Labor is the single largest controllable cost in every hospitality operation. This module teaches how to measure productivity, flex labor against forecast, and recognize the difference between cost cutting and cost discipline.
In most industries, the largest cost is materials. In hospitality, it's people. Labor — wages, benefits, contract staff, payroll taxes — runs 30–45% of revenue at typical full-service properties. At luxury and resort properties it can exceed 50%. At select-service it sits around 25%. Whatever the number, labor is always the lever with the most reach.
The mistake managers make with labor is treating it as either fixed (we have a roster) or variable (we just call people off). It's neither. Labor is semi-variable: a fixed core that must be scheduled regardless of demand (one front desk agent at 3am, one engineer on overnight), plus a variable layer that should flex up and down with forecast volume.
The discipline of labor management is keeping the fixed core lean enough to be sustainable, and the variable layer responsive enough to actually flex. Done well, labor as a percentage of revenue stays stable even as demand swings. Done poorly, labor % spikes during low-occupancy weeks and lags during peaks.
Every cost in a hospitality operation falls into one of three categories. Knowing which is which determines what you can do about them.
Property taxes. Insurance. Salaried management. Some maintenance contracts. Move only with long-cycle decisions like contract renegotiation or restructuring. About 15–25% of total costs.
Commissions. OTA fees. COGS for F&B. Guest amenities. Linen replacement. Roughly proportional to volume — sell 10% more, spend 10% more on these. About 30–40% of costs.
Labor (the biggest one). Some utilities. Some F&B supplies. Doesn't move smoothly; moves in steps. The discipline is timing the steps correctly. About 40–55% of costs.
Labor cost as a % of revenue is a useful summary, but it's a lagging indicator. By the time you see it move, the decisions that moved it were made weeks ago. Productivity standards — measured in physical units, not dollars — give you the leading indicator.

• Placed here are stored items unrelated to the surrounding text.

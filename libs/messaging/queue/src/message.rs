use crate::QueueError;

/// Maximum payload size in bytes (256KB, the usual managed-queue ceiling)
pub const DEFAULT_MAX_MESSAGE_SIZE: usize = 256 * 1024;

/// Message as held by the queue between deliveries
#[derive(Debug, Clone, PartialEq)]
pub struct Message {
    pub message_id: u64,
    pub payload: Vec<u8>,
    /// Deliveries handed out so far
    pub attempts: u32,
}

impl Message {
    pub fn new_with_limit(
        message_id: u64,
        payload: Vec<u8>,
        max_size: usize,
    ) -> Result<Self, QueueError> {
        if payload.len() > max_size {
            return Err(QueueError::message_too_large(payload.len(), max_size));
        }
        Ok(Self {
            message_id,
            payload,
            attempts: 0,
        })
    }

    pub fn size(&self) -> usize {
        self.payload.len()
    }
}

/// One hand-out of a message to a consumer. Must be acked or nacked.
#[derive(Debug, Clone, PartialEq)]
pub struct Delivery {
    pub delivery_id: u64,
    pub message_id: u64,
    pub payload: Vec<u8>,
    /// 1 on first delivery
    pub attempt: u32,
}

/// Message that exhausted its retries or failed permanently
#[derive(Debug, Clone, PartialEq)]
pub struct DeadLetter {
    pub payload: Vec<u8>,
    pub reason: String,
}
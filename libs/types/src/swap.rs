//! Swap intents, quotes, claims and the settlement message

use crate::asset::Asset;
use crate::errors::ValidationError;
use crate::pool::{AssetQuote, PoolName};
use crate::Timestamp;
use rust_decimal::Decimal;
use serde::{Deserialize, Serialize};

/// Client-submitted desire to swap `asset_amount_in` of one asset for another
#[derive(Debug, Clone, PartialEq, Serialize, Deserialize)]
#[serde(rename_all = "camelCase")]
pub struct SwapIntent {
    pub asset_name_in: Asset,
    pub asset_amount_in: Decimal,
    pub asset_name_out: Asset,
}

impl SwapIntent {
    /// Canonical pool that prices this intent
    pub fn pool_name(&self) -> Result<PoolName, ValidationError> {
        PoolName::for_pair(self.asset_name_in, self.asset_name_out)
    }
}

/// Untyped wire form of a [`SwapIntent`]
#[derive(Debug, Clone, Default, PartialEq, Serialize, Deserialize)]
#[serde(rename_all = "camelCase")]
pub struct SwapIntentRequest {
    pub asset_name_in: Option<String>,
    pub asset_amount_in: Option<Decimal>,
    pub asset_name_out: Option<String>,
}

impl SwapIntentRequest {
    pub fn validate(&self) -> Result<SwapIntent, ValidationError> {
        let (name_in, amount_in, name_out) = match (
            self.asset_name_in.as_deref(),
            self.asset_amount_in,
            self.asset_name_out.as_deref(),
        ) {
            (Some(name_in), Some(amount_in), Some(name_out)) => (name_in, amount_in, name_out),
            _ => return Err(ValidationError::MissingFields),
        };

        let asset_name_in: Asset = name_in.parse()?;
        let asset_name_out: Asset = name_out.parse()?;
        if asset_name_in == asset_name_out {
            return Err(ValidationError::DuplicateAsset);
        }
        if amount_in < Decimal::ZERO {
            return Err(ValidationError::NegativeAmount);
        }

        Ok(SwapIntent {
            asset_name_in,
            asset_amount_in: amount_in,
            asset_name_out,
        })
    }
}

/// Result of pricing a [`SwapIntent`] against one pool snapshot
///
/// `in_leg` carries the amount swapped in at the pre-swap input price;
/// `out_leg` carries the amount paid out and the output asset's new price.
#[derive(Debug, Clone, PartialEq, Serialize, Deserialize)]
#[serde(rename_all = "camelCase")]
pub struct SwapQuote {
    pub in_name: Asset,
    pub in_leg: AssetQuote,
    pub out_name: Asset,
    pub out_leg: AssetQuote,
}

/// Time-bounded, single-use right to execute a swap
#[derive(Debug, Clone, PartialEq, Serialize, Deserialize)]
#[serde(rename_all = "camelCase")]
pub struct Claim {
    pub contract_id: String,
    pub expires_at: Timestamp,
    pub swap_intent: SwapIntent,
}

impl Claim {
    pub fn is_expired_at(&self, now: Timestamp) -> bool {
        now > self.expires_at
    }
}

/// Settlement work item carried from Submit to Settle
#[derive(Debug, Clone, PartialEq, Serialize, Deserialize)]
#[serde(rename_all = "camelCase")]
pub struct SettlementMessage {
    pub contract_id: String,
    pub swap_intent: SwapIntent,
}

#[cfg(test)]
mod tests {
    use super::*;
    use rust_decimal_macros::dec;

    fn request(name_in: &str, amount: Decimal, name_out: &str) -> SwapIntentRequest {
        SwapIntentRequest {
            asset_name_in: Some(name_in.to_string()),
            asset_amount_in: Some(amount),
            asset_name_out: Some(name_out.to_string()),
        }
    }

    #[test]
    fn test_validate_accepts_well_formed_request() {
        let intent = request("Apples", dec!(10), "Bananas").validate().unwrap();
        assert_eq!(intent.asset_name_in, Asset::Apples);
        assert_eq!(intent.asset_amount_in, dec!(10));
        assert_eq!(intent.pool_name().unwrap().to_string(), "Apples-Bananas");

        // zero is a valid amount
        assert!(request("Apples", dec!(0), "Bananas").validate().is_ok());
    }

    #[test]
    fn test_validate_rejections() {
        assert_eq!(
            SwapIntentRequest::default().validate(),
            Err(ValidationError::MissingFields)
        );
        assert_eq!(
            request("Apples", dec!(1), "Durian").validate(),
            Err(ValidationError::InvalidAssetName)
        );
        assert_eq!(
            request("Apples", dec!(1), "Apples").validate(),
            Err(ValidationError::DuplicateAsset)
        );
        assert_eq!(
            request("Apples", dec!(-1), "Bananas").validate(),
            Err(ValidationError::NegativeAmount)
        );
    }

    #[test]
    fn test_reverse_intent_maps_to_same_pool() {
        let forward = request("Bananas", dec!(5), "Apples").validate().unwrap();
        let backward = request("Apples", dec!(5), "Bananas").validate().unwrap();
        assert_eq!(forward.pool_name(), backward.pool_name());
    }

    #[test]
    fn test_claim_expiry_is_strict() {
        let expires_at = chrono::Utc::now();
        let claim = Claim {
            contract_id: "c-1".to_string(),
            expires_at,
            swap_intent: request("Apples", dec!(1), "Bananas").validate().unwrap(),
        };
        assert!(!claim.is_expired_at(expires_at));
        assert!(claim.is_expired_at(expires_at + chrono::Duration::milliseconds(1)));
    }
}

Total housekeeping minutes worked ÷ rooms cleaned. Typical range: 25–32 minutes for stayover, 35–45 for departures. Branded properties often mandate specific standards.

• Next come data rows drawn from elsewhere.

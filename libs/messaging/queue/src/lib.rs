//! # Orchard Queue - Settlement Handoff
//!
//! ## Purpose
//!
//! Decouples claim redemption from pool mutation. Submit publishes a
//! settlement message and returns; a worker consumes it later and applies the
//! swap. Delivery is at-least-once and unordered, so consumers must be
//! idempotent.
//!
//! ## Integration Points
//!
//! - **Publisher**: [`MessageQueue::publish`] from the swap orchestrator
//! - **Consumer**: [`MessageConsumer`] drained by the settlement worker, which
//!   acks handled deliveries and nacks those that hit an infrastructure error
//! - **Dead letters**: [`DeadLetterSink`] receives messages that failed
//!   permanently or exhausted their delivery attempts
//!
//! ## Architecture Role
//!
//! ```text
//! Submit ──publish──▶ [MessageQueue] ──receive──▶ SettlementWorker ──▶ Settle
//!                          ▲                           │
//!                          └─────────── nack ──────────┤
//!                                                      └──▶ [DeadLetterSink]
//! ```

pub mod dead_letter;
pub mod error;
pub mod memory;
pub mod message;

use async_trait::async_trait;
use std::fmt::Debug;

pub use dead_letter::InMemoryDeadLetters;
pub use error::QueueError;
pub use memory::{in_memory_queue, InMemoryConsumer, InMemoryQueue};
pub use message::{DeadLetter, Delivery, Message, DEFAULT_MAX_MESSAGE_SIZE};

/// Publishing side of a durable queue
#[async_trait]
pub trait MessageQueue: Send + Sync + Debug {
    /// Enqueue `payload`, returning the assigned message id
    async fn publish(&self, payload: Vec<u8>) -> Result<u64, QueueError>;
}

/// Consuming side of a durable queue
#[async_trait]
pub trait MessageConsumer: Send + Sync + Debug {
    /// Wait for the next delivery; `None` once the queue is closed and drained
    async fn receive(&self) -> Result<Option<Delivery>, QueueError>;

    /// Remove a handled delivery from the queue
    async fn ack(&self, delivery_id: u64) -> Result<(), QueueError>;

    /// Return a delivery to the queue for another attempt
    async fn nack(&self, delivery_id: u64) -> Result<(), QueueError>;
}

#[async_trait]
pub trait DeadLetterSink: Send + Sync + Debug {
    async fn dead_letter(&self, payload: Vec<u8>, reason: String) -> Result<(), QueueError>;
}
//! Liquidity pool creation and lookup

use crate::error::SwapError;
use amm::PoolLimits;
use std::sync::Arc;
use storage::{PoolStore, StoreError};
use tracing::{info, instrument};
use types::{Clock, CreatePoolRequest, LiquidityPool, PoolName, ValidationError};

#[derive(Debug, Clone)]
pub struct PoolService {
    pools: Arc<dyn PoolStore>,
    limits: PoolLimits,
    clock: Arc<dyn Clock>,
}

impl PoolService {
    pub fn new(pools: Arc<dyn PoolStore>, limits: PoolLimits, clock: Arc<dyn Clock>) -> Self {
        Self {
            pools,
            limits,
            clock,
        }
    }

    /// Create the pool `name` from two legs of equal market cap
    ///
    /// `asset_one` belongs to the alphabetically first asset in `name`.
    #[instrument(skip(self, request))]
    pub async fn create_pool(
        &self,
        name: &str,
        request: &CreatePoolRequest,
    ) -> Result<LiquidityPool, SwapError> {
        let pool_name: PoolName = name.parse()?;
        let (asset_one, asset_two) = match (request.asset_one, request.asset_two) {
            (Some(one), Some(two)) => (one, two),
            _ => return Err(ValidationError::MissingFields.into()),
        };
        self.limits.validate_new_pool(&asset_one, &asset_two)?;

        let now = self.clock.now();
        let pool = LiquidityPool {
            pool_name,
            asset_one,
            asset_two,
            created_at: Some(now),
            updated_at: Some(now),
        };
        self.pools
            .create_if_absent(pool.clone())
            .await
            .map_err(|e| match e {
                StoreError::AlreadyExists { .. } => SwapError::pool_already_exists(),
                other => SwapError::Store(other),
            })?;

        info!(pool = %pool_name, "Liquidity pool created");
        Ok(pool)
    }

    pub async fn get_pool(&self, name: &str) -> Result<LiquidityPool, SwapError> {
        let pool_name: PoolName = name.parse()?;
        self.pools.load(&pool_name).await.map_err(|e| match e {
            StoreError::NotFound { .. } => SwapError::pool_not_found(),
            other => SwapError::Store(other),
        })
    }
}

Total covers ÷ total F&B labor hours. Casual outlets target 3–5 covers per hour. Fine dining 1.5–2.5. Banquets 8–12. Track by outlet and day-part.
How much revenue each dollar of labor generates. Casual outlets target $4–6. Fine dining $3–4. Tells you whether revenue is keeping up with wage growth.
Less standardized than housekeeping, but useful. Tracks check-in throughput. Mobile check-in adoption is reshaping this metric in 2026.
The chronic mistake in hospitality labor scheduling is staffing to last week's demand rather than next week's forecast. The forecasts are imperfect, but they are almost always better than the assumption that next Tuesday will look like last Tuesday.
The mechanics of flexing labor are straightforward in theory. Take the forecast occupancy and covers. Apply your productivity standards (MPOR, CPLH). Produce the labor hours required. Schedule against that, not against the standard roster.
In practice, flexing requires four things: a forecast accurate enough to schedule against, productivity standards that are realistic, a workforce flexible enough to flex (part-time, on-call, cross-trained), and managers willing to do the work of weekly schedule revisions. The properties that get this right hold labor % stable through demand cycles. The ones that don't watch labor % swing wildly with occupancy.
The cruelest thing about labor management is that the wrong moves often look right in the short term and only reveal themselves later. Five of the most common:
Sending staff home early when the day is slow looks disciplined. Done repeatedly, it destroys workforce trust, increases turnover, and raises hidden recruitment costs that more than offset the savings.
A high-end resort with deep-clean turndown service cannot run 25 MPOR. Productivity standards must match the service level.
Overtime is the most expensive labor and signals a scheduling failure. Persistent OT means the fixed core is too small, not that the team is hard-working.
Moving labor to a contractor doesn't reduce cost — it usually increases it by 15–25%. It only reduces the labor line on the P&L, which is a different thing.
Benefits, payroll tax, training, uniforms, meals — add 25–35% to wage cost. "Wages" understates fully loaded labor; always reason in fully loaded terms.
Pull last month's labor reports. The exercise: separate fixed from variable, measure productivity, and find where flexing is working or failing.
Labor strategy varies more across properties than almost any other discipline. The cohort call is where you compare approaches.
If you don't have a number, that's a finding. If your number is far from the standard, why?
Departments where "we always have three people on" regardless of demand. These are where flexing has quietly stopped happening.
Department heads who don't know the loaded labor cost cannot make informed scheduling decisions. Most don't know it because no one ever told them.